» Task objective: Compute how many lines in the data below contain "join"; answer only with that number.

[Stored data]
•••

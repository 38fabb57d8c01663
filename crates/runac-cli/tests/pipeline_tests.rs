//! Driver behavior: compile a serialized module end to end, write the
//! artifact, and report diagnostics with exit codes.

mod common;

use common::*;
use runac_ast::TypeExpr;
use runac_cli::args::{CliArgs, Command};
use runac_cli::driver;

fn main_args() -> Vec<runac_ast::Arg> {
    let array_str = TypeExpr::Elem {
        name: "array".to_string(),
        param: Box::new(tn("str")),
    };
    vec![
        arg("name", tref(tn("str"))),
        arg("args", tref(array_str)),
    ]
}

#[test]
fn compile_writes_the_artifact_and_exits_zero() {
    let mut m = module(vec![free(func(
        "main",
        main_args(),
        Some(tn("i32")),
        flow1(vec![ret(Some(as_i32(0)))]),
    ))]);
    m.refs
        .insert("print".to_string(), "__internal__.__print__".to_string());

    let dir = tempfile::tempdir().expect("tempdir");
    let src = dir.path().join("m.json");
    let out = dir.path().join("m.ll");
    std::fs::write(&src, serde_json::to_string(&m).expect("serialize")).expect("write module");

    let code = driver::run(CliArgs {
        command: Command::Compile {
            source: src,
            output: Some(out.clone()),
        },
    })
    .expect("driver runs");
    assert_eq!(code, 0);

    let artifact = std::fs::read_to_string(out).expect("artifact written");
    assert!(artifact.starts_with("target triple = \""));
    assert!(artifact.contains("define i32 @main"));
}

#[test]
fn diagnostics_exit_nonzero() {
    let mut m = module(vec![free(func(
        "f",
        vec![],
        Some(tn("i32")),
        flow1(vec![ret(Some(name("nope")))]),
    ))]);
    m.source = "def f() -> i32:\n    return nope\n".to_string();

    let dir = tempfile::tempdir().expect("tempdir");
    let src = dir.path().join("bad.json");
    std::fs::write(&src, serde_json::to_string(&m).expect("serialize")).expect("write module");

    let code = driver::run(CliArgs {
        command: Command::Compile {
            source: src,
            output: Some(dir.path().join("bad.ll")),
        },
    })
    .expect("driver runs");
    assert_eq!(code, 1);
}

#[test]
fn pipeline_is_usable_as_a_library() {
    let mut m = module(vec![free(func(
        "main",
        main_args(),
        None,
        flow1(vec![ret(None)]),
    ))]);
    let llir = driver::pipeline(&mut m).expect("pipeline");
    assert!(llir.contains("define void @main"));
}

•••

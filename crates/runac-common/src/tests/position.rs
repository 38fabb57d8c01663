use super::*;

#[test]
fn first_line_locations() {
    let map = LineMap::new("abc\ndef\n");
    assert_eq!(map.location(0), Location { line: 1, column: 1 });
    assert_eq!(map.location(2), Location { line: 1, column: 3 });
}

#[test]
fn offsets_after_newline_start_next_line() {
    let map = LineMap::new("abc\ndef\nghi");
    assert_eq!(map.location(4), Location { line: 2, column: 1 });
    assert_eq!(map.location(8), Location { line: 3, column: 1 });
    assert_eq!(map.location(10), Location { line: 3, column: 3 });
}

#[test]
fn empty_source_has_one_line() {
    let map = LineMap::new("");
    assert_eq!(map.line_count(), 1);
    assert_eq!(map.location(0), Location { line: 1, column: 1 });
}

•••

» Response to this task: 4